GP, psychologist or counsellor: who do you actually call when your mind is struggling?
Photo: Photo by Markus Winkler on Pexels

Most people in Medellín who finally decide to seek mental health support make the same mistake: they start with whoever is easiest to reach, not whoever is right for the problem. A bad match wastes months. Knowing the difference between a médico general, a psicólogo and a consejero can cut that dead time to zero.

The confusion matters more right now than it did a decade ago. Colombia's Ministerio de Salud y Protección Social reported in its 2023 national survey that roughly 1 in 5 Colombians will experience a diagnosable mental health condition in their lifetime, yet fewer than 30 percent ever make contact with any kind of professional. In Antioquia specifically, anxiety and depression rank among the top five reasons adults visit primary care clinics, according to the departmental health secretariat's 2024 figures. Medellín's active running clubs, yoga studios and weekend hiking groups in Parque Arví do genuine good, but they are not a clinical intervention.

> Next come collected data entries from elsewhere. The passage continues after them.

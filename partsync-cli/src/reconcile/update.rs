//! Master update engine
//!
//! Status groups are processed in a fixed order (skip, update, `"0"`,
//! `NOT_FOUND`) and every group scans the master as it stands after the
//! previous group, so rows inserted earlier are visible to later checks.

use std::collections::HashMap;

use serde::Serialize;

use super::classify::{STATUS_NOT_FOUND, STATUS_ZERO};
use super::normalize::normalize_key;
use crate::config::MarkerConfig;
use crate::error::{DataQualityWarning, ReconcileError};
use crate::table::{Record, Table, Value};

/// Status values and written markers driving the engine
#[derive(Debug, Clone, PartialEq, Eq)]
pub struct UpdatePolicy {
    /// Rows with this status are left alone
    pub skip: String,
    /// Rows with this status update their master row
    pub update: String,
    /// Value written to the lookup column before `excluded`
    pub intermediate: String,
    /// Final lookup value for updated and inserted rows
    pub excluded: String,
}

impl Default for UpdatePolicy {
    fn default() -> Self {
        MarkerConfig::default().into()
    }
}

impl From<MarkerConfig> for UpdatePolicy {
    fn from(markers: MarkerConfig) -> Self {
        Self {
            skip: markers.skip,
            update: markers.update,
            intermediate: markers.intermediate,
            excluded: markers.excluded,
        }
    }
}

impl From<&MarkerConfig> for UpdatePolicy {
    fn from(markers: &MarkerConfig) -> Self {
        markers.clone().into()
    }
}

#[derive(Debug, Clone, Copy, PartialEq, Eq, Serialize)]
#[serde(rename_all = "snake_case")]
pub enum MutationAction {
    Updated,
    InsertedFromZero,
    InsertedNotFound,
}

impl MutationAction {
    pub fn label(&self) -> &'static str {
        match self {
            MutationAction::Updated => "Updated",
            MutationAction::InsertedFromZero => "Inserted (Status 0)",
            MutationAction::InsertedNotFound => "Inserted (NOT_FOUND)",
        }
    }
}

/// Before/after view of one master mutation
#[derive(Debug, Clone, PartialEq, Serialize)]
pub struct RecordDiff {
    pub key: String,
    pub action: MutationAction,
    pub column: String,
    pub before: Value,
    /// Value held between the two writes of an update
    pub intermediate: Option<Value>,
    pub after: Value,
    /// Full master record after the mutation
    pub record: serde_json::Value,
}

/// A `"0"` row whose key already exists in the master
#[derive(Debug, Clone, PartialEq, Serialize)]
pub struct DuplicateEntry {
    pub key: String,
    pub target_row: usize,
    pub master_row: usize,
    pub master_record: serde_json::Value,
    pub target_record: serde_json::Value,
}

#[derive(Debug, Clone, Default, PartialEq, Serialize)]
pub struct UpdateStats {
    pub updated_count: usize,
    pub inserted_count: usize,
    pub duplicates_count: usize,
    /// Includes `unmatched_count` and `ignored_count`
    pub skipped_count: usize,
    /// Update rows with no master row to update
    pub unmatched_count: usize,
    /// Rows whose status belongs to no handled group
    pub ignored_count: usize,
    pub duplicates: Vec<DuplicateEntry>,
    pub diffs: Vec<RecordDiff>,
    pub warnings: Vec<DataQualityWarning>,
}

impl UpdateStats {
    /// Rows accounted for across every outcome
    pub fn total(&self) -> usize {
        self.updated_count + self.inserted_count + self.duplicates_count + self.skipped_count
    }
}

#[derive(Debug, Clone, Copy, PartialEq, Eq)]
enum Group {
    Skip = 0,
    Update = 1,
    Zero = 2,
    NotFound = 3,
}

const GROUP_ORDER: [Group; 4] = [Group::Skip, Group::Update, Group::Zero, Group::NotFound];

impl UpdatePolicy {
    fn group_of(&self, status: &str) -> Option<Group> {
        if status == self.skip {
            Some(Group::Skip)
        } else if status == self.update {
            Some(Group::Update)
        } else if status == STATUS_ZERO {
            Some(Group::Zero)
        } else if status == STATUS_NOT_FOUND {
            Some(Group::NotFound)
        } else {
            None
        }
    }
}

/// Canonical key to first master row, kept in step with inserts
#[derive(Debug, Default)]
struct MasterIndex {
    rows: HashMap<String, usize>,
}

impl MasterIndex {
    fn build(master: &Table, key_column: &str) -> Self {
        let mut index = Self::default();
        for (row, value) in master.column_values(key_column).enumerate() {
            index.record(normalize_key(value), row);
        }
        index
    }

    fn record(&mut self, key: String, row: usize) {
        if !key.is_empty() {
            self.rows.entry(key).or_insert(row);
        }
    }

    fn find(&self, key: &str) -> Option<usize> {
        self.rows.get(key).copied()
    }
}

/// New master record built from a target row
///
/// Starts from the master's columns set to "", copies every target field the
/// master also has except the status, then forces the lookup column.
fn synthesize_record(
    master: &Table,
    source: &Record,
    key_column: &str,
    lookup_column: &str,
    status_column: &str,
    key: &str,
    excluded: &str,
) -> Record {
    let mut record = Record::with_capacity(master.columns.len());
    for column in &master.columns {
        let value = match source.get(column) {
            Some(v) if column != status_column => v.clone(),
            _ => Value::from(""),
        };
        record.insert(column.clone(), value);
    }
    record.insert(key_column.to_string(), Value::from(key));
    record.insert(lookup_column.to_string(), Value::from(excluded));
    record
}

/// Apply the classified target to a copy of the master
///
/// Fails before touching anything when the status, key or lookup column is
/// missing. The returned master is a new table; inputs are never modified.
pub fn apply_updates(
    master: &Table,
    classified: &Table,
    lookup_column: &str,
    key_column: &str,
    status_column: &str,
    policy: &UpdatePolicy,
) -> Result<(Table, UpdateStats), ReconcileError> {
    classified.require_column("target", status_column)?;
    classified.require_column("target", key_column)?;
    master.require_column("master", key_column)?;
    master.require_column("master", lookup_column)?;

    let mut updated = master.clone();
    let mut index = MasterIndex::build(&updated, key_column);
    let mut stats = UpdateStats::default();

    let mut groups: [Vec<usize>; 4] = Default::default();
    for (idx, status) in classified.column_values(status_column).enumerate() {
        match policy.group_of(&status.to_text()) {
            Some(group) => groups[group as usize].push(idx),
            None => {
                log::debug!("Row {}: status {} not handled, ignoring", idx, status);
                stats.ignored_count += 1;
            }
        }
    }

    for (group, rows) in GROUP_ORDER.iter().zip(groups.iter()) {
        if rows.is_empty() {
            continue;
        }
        log::info!("Processing {} records in {:?} group", rows.len(), group);

        for &idx in rows {
            let source = &classified.rows[idx];
            let key = source.get(key_column).map(normalize_key).unwrap_or_default();

            match group {
                Group::Skip => {
                    stats.skipped_count += 1;
                }
                Group::Update => {
                    let Some(row) = index.find(&key) else {
                        log::debug!("No master row for {}, update dropped", key);
                        stats.unmatched_count += 1;
                        continue;
                    };
                    let record = &mut updated.rows[row];
                    let before = record.get(lookup_column).cloned().unwrap_or_default();
                    record.insert(lookup_column.to_string(), Value::from(policy.intermediate.as_str()));
                    let intermediate = record.get(lookup_column).cloned();
                    record.insert(lookup_column.to_string(), Value::from(policy.excluded.as_str()));
                    let after = record.get(lookup_column).cloned().unwrap_or_default();

                    log::debug!("Updated {}: {} -> {} in column {}", key, before, after, lookup_column);
                    stats.diffs.push(RecordDiff {
                        key,
                        action: MutationAction::Updated,
                        column: lookup_column.to_string(),
                        before,
                        intermediate,
                        after,
                        record: Table::record_to_json(&updated.columns, &updated.rows[row]),
                    });
                    stats.updated_count += 1;
                }
                Group::Zero => {
                    if let Some(row) = index.find(&key) {
                        log::debug!("Duplicate {} already in master row {}", key, row);
                        stats.duplicates.push(DuplicateEntry {
                            key,
                            target_row: idx,
                            master_row: row,
                            master_record: Table::record_to_json(&updated.columns, &updated.rows[row]),
                            target_record: Table::record_to_json(&classified.columns, source),
                        });
                        stats.duplicates_count += 1;
                    } else {
                        insert_record(
                            &mut updated,
                            &mut index,
                            &mut stats,
                            source,
                            &key,
                            MutationAction::InsertedFromZero,
                            (key_column, lookup_column, status_column),
                            &policy.excluded,
                        );
                    }
                }
                Group::NotFound => {
                    insert_record(
                        &mut updated,
                        &mut index,
                        &mut stats,
                        source,
                        &key,
                        MutationAction::InsertedNotFound,
                        (key_column, lookup_column, status_column),
                        &policy.excluded,
                    );
                }
            }
        }
    }

    stats.skipped_count += stats.unmatched_count + stats.ignored_count;
    if stats.unmatched_count > 0 {
        let warning = DataQualityWarning::UnmatchedUpdates {
            count: stats.unmatched_count,
        };
        log::warn!("Master update: {}", warning);
        stats.warnings.push(warning);
    }

    log::info!(
        "Master update completed: {} updated, {} inserted, {} duplicates, {} skipped",
        stats.updated_count,
        stats.inserted_count,
        stats.duplicates_count,
        stats.skipped_count
    );

    Ok((updated, stats))
}

#[allow(clippy::too_many_arguments)]
fn insert_record(
    master: &mut Table,
    index: &mut MasterIndex,
    stats: &mut UpdateStats,
    source: &Record,
    key: &str,
    action: MutationAction,
    (key_column, lookup_column, status_column): (&str, &str, &str),
    excluded: &str,
) {
    let record = synthesize_record(master, source, key_column, lookup_column, status_column, key, excluded);
    let json = Table::record_to_json(&master.columns, &record);
    index.record(key.to_string(), master.len());
    master.push_record(record);

    log::debug!("Inserted {} with {} = {}", key, lookup_column, excluded);
    stats.diffs.push(RecordDiff {
        key: key.to_string(),
        action,
        column: lookup_column.to_string(),
        before: Value::Null,
        intermediate: None,
        after: Value::from(excluded),
        record: json,
    });
    stats.inserted_count += 1;
}
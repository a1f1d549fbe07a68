use clap::Parser;
use humansize::{DECIMAL, format_size};
use std::path::PathBuf;
use std::process;
use std::time::Instant;
use tracing_subscriber::{EnvFilter, fmt, prelude::*};
use upcoming_trailers::{
    ArtifactStatus, Config, ProgressEvent, RunSummary, Settings, ShowOutcome, check_tools,
    default_config_path, run_pipeline,
};

/// Cache trailers for upcoming Sonarr shows and label them through Kometa
#[derive(Debug, Parser)]
#[command(version, about)]
struct Cli {
    /// Config file (defaults to config/config.yml, then the user config directory)
    #[arg(short, long, value_name = "FILE")]
    config: Option<PathBuf>,

    /// Select trailers without downloading anything
    #[arg(long)]
    dry_run: bool,

    /// Directory the Kometa documents are written to
    #[arg(short, long, value_name = "DIR")]
    output_dir: Option<PathBuf>,

    /// Enable debug logging
    #[arg(long)]
    debug: bool,
}

/// Handles progress events and prints formatted output to stdout
fn handle_progress_event(event: ProgressEvent) {
    match event {
        ProgressEvent::Connecting { url } => {
            println!("Connecting to Sonarr at {}...", url);
        }
        ProgressEvent::Connected { base_url } => {
            println!("Connected ({})", base_url);
        }
        ProgressEvent::ResolvingShows => {
            println!("\n=== Resolving Upcoming Shows ===");
        }
        ProgressEvent::ShowsResolved {
            eligible,
            skipped_unmonitored,
        } => {
            if eligible == 0 {
                println!("No upcoming shows found.");
            } else {
                println!("Found {} upcoming show(s)", eligible);
            }
            if skipped_unmonitored > 0 {
                println!("Skipping {} unmonitored show(s)", skipped_unmonitored);
            }
        }
        ProgressEvent::AcquisitionStarted {
            index,
            total,
            title,
        } => {
            if index == 0 {
                println!("\n=== Acquiring Trailers ===");
            }
            println!("[{}/{}] {}", index + 1, total, title);
        }
        ProgressEvent::AcquisitionFinished { outcome, .. } => {
            println!("  {}", describe_outcome(&outcome));
        }
        ProgressEvent::WritingArtifacts { output_dir } => {
            println!("\n=== Writing Kometa Files to {} ===", output_dir.display());
        }
        ProgressEvent::ArtifactFinished(_) | ProgressEvent::Complete => {}
    }
}

fn describe_outcome(outcome: &ShowOutcome) -> String {
    match outcome {
        ShowOutcome::Acquired(asset) => format!(
            "acquired ({}) {}",
            format_size(asset.size_bytes, DECIMAL),
            asset.path.display()
        ),
        ShowOutcome::AlreadyPresent(asset) => {
            format!("already present {}", asset.path.display())
        }
        ShowOutcome::Selected(candidate) => {
            let duration = candidate
                .duration
                .map(|d| format!("{}:{:02}", d.as_secs() / 60, d.as_secs() % 60))
                .unwrap_or_else(|| "?".to_string());
            format!(
                "selected \"{}\" from {} ({}), not downloaded",
                candidate.title, candidate.channel, duration
            )
        }
        ShowOutcome::SkippedUnmonitored => "skipped (unmonitored)".to_string(),
        ShowOutcome::Failed(reason) => format!("failed: {}", reason),
    }
}

fn print_summary(summary: &RunSummary) {
    println!("\n=== Summary ===\n");

    if summary.shows.is_empty() {
        println!("No upcoming shows.");
    }

    for report in &summary.shows {
        println!(
            "{} ({}): {}",
            report.title,
            report.premiere_date,
            describe_outcome(&report.outcome)
        );
    }

    println!();
    for artifact in &summary.artifacts {
        let status = match &artifact.result {
            Ok(ArtifactStatus::Written) => "written".to_string(),
            Ok(ArtifactStatus::Unchanged) => "unchanged".to_string(),
            Err(reason) => format!("failed: {}", reason),
        };
        println!("{}: {}", artifact.path.display(), status);
    }

    let downloaded = summary.downloaded_bytes();
    if downloaded > 0 {
        println!("\nDownloaded {}", format_size(downloaded, DECIMAL));
    }
}

fn init_logging(debug: bool) {
    let default_level = if debug { "debug" } else { "info" };
    let env_filter = EnvFilter::try_from_default_env()
        .unwrap_or_else(|_| EnvFilter::new(format!("upcoming_trailers={}", default_level)));

    tracing_subscriber::registry()
        .with(fmt::layer().with_target(false))
        .with(env_filter)
        .init();
}

fn load_settings(cli: &Cli) -> Result<Settings, upcoming_trailers::ConfigError> {
    let path = cli.config.clone().unwrap_or_else(default_config_path);
    let mut config = Config::load(&path)?;
    config.apply_env(|key| std::env::var(key).ok());

    let mut settings = config.validate()?;
    if cli.dry_run {
        settings.download_trailers = false;
    }
    if let Some(output_dir) = &cli.output_dir {
        settings.output_dir = output_dir.clone();
    }
    settings.debug |= cli.debug;

    Ok(settings)
}

fn main() {
    let cli = Cli::parse();
    let started = Instant::now();

    let settings = match load_settings(&cli) {
        Ok(settings) => settings,
        Err(e) => {
            eprintln!("Error: {}", e);
            process::exit(2);
        }
    };

    init_logging(settings.debug);

    if let Err(e) = check_tools(&settings) {
        eprintln!("Error: {}", e);
        process::exit(2);
    }

    if !settings.download_trailers {
        println!("Dry run: trailers are selected but not downloaded.\n");
    }

    match run_pipeline(&settings, handle_progress_event) {
        Ok(summary) => {
            print_summary(&summary);
            println!("\nFinished in {:.1}s", started.elapsed().as_secs_f64());
        }
        Err(e) => {
            eprintln!("\nError: {}", e);
            process::exit(1);
        }
    }
}
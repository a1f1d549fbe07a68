//! Channel blacklist
//!
//! Trailer searches routinely surface fan-made "concept" trailers from
//! channels that imitate official uploads. Those channels can be listed in
//! the configuration and are matched case-insensitively as substrings of a
//! candidate's channel name or channel id.

/// Decides whether a trailer source channel is permitted
#[derive(Debug, Clone, Default, PartialEq, Eq)]
pub struct ChannelFilter {
    /// Lowercased, trimmed, non-empty blacklist entries
    entries: Vec<String>,
}

impl ChannelFilter {
    /// Creates a filter from configured blacklist entries
    ///
    /// Entries are trimmed and lowercased; blank entries are ignored.
    pub fn new<I, S>(entries: I) -> Self
    where
        I: IntoIterator<Item = S>,
        S: AsRef<str>,
    {
        let mut entries: Vec<String> = entries
            .into_iter()
            .map(|entry| entry.as_ref().trim().to_lowercase())
            .filter(|entry| !entry.is_empty())
            .collect();
        entries.sort();
        entries.dedup();

        Self { entries }
    }

    /// Returns true if the channel identifier contains any blacklist entry
    pub fn is_blocked(&self, channel_identifier: &str) -> bool {
        self.matching_entry(channel_identifier).is_some()
    }

    /// Returns the first blacklist entry matching the identifier
    pub fn matching_entry(&self, channel_identifier: &str) -> Option<&str> {
        let identifier = channel_identifier.to_lowercase();
        self.entries
            .iter()
            .find(|entry| identifier.contains(entry.as_str()))
            .map(String::as_str)
    }

    pub fn is_empty(&self) -> bool {
        self.entries.is_empty()
    }

    pub fn len(&self) -> usize {
        self.entries.len()
    }
}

Start with your médico general, but understand the limits

A general practitioner is the right first call when physical and mental symptoms arrive together. Persistent insomnia, unexplained weight changes, fatigue that no amount of sleep fixes, or a suspicion that hormones or thyroid function are involved, these belong in a GP's office before anything else. Under Colombia's EPS (Entidades Promotoras de Salud) system, a médico general at a primary care IPS is usually the mandatory gateway to specialist referrals anyway. Clinics like Clínica Las Américas in the Belén neighbourhood or the Sura IPS locations scattered across El Poblado and Laureles can process that first consultation within the EPS framework, often at no additional cost beyond the copago, which runs between COP 5,000 and COP 15,000 depending on your plan level.

What a GP cannot do is sustained psychological therapy. They can prescribe medication, rule out physical causes and write the referral. They are the door, not the room.

A psychiatrist, psiquiatra, sits closer to the GP end of this spectrum than most people realise. Psychiatrists are medical doctors who specialise in diagnosing and medicating conditions like bipolar disorder, severe depression or schizophrenia. If a GP suspects something beyond mild-to-moderate anxiety, the referral goes to psychiatry, not psychology. The wait through EPS can stretch to six or eight weeks; private psychiatric consultations in El Centro or Envigado run roughly COP 150,000 to COP 250,000 per hour.

Psychology is structured treatment, counselling is guided support

A licensed psychologist, psicólogo clínico with a universidad degree and registration with the Colegio Colombiano de Psicólogos, delivers evidence-based therapies: cognitive behavioural therapy, EMDR for trauma, dialectical behaviour work. This is the right fit for anxiety disorders, diagnosed depression, eating disorders, grief that has become disabling, or panic attacks that are reshaping daily life. In Medellín, organisations like Grupo Terapéutico Antioquia in Laureles and the Línea 106, the city's free 24-hour mental health crisis line run by the Alcaldía de Medellín, both connect residents to clinical psychologists. Private sessions cost between COP 80,000 and COP 180,000; some EPS plans cover a limited number of sessions after referral.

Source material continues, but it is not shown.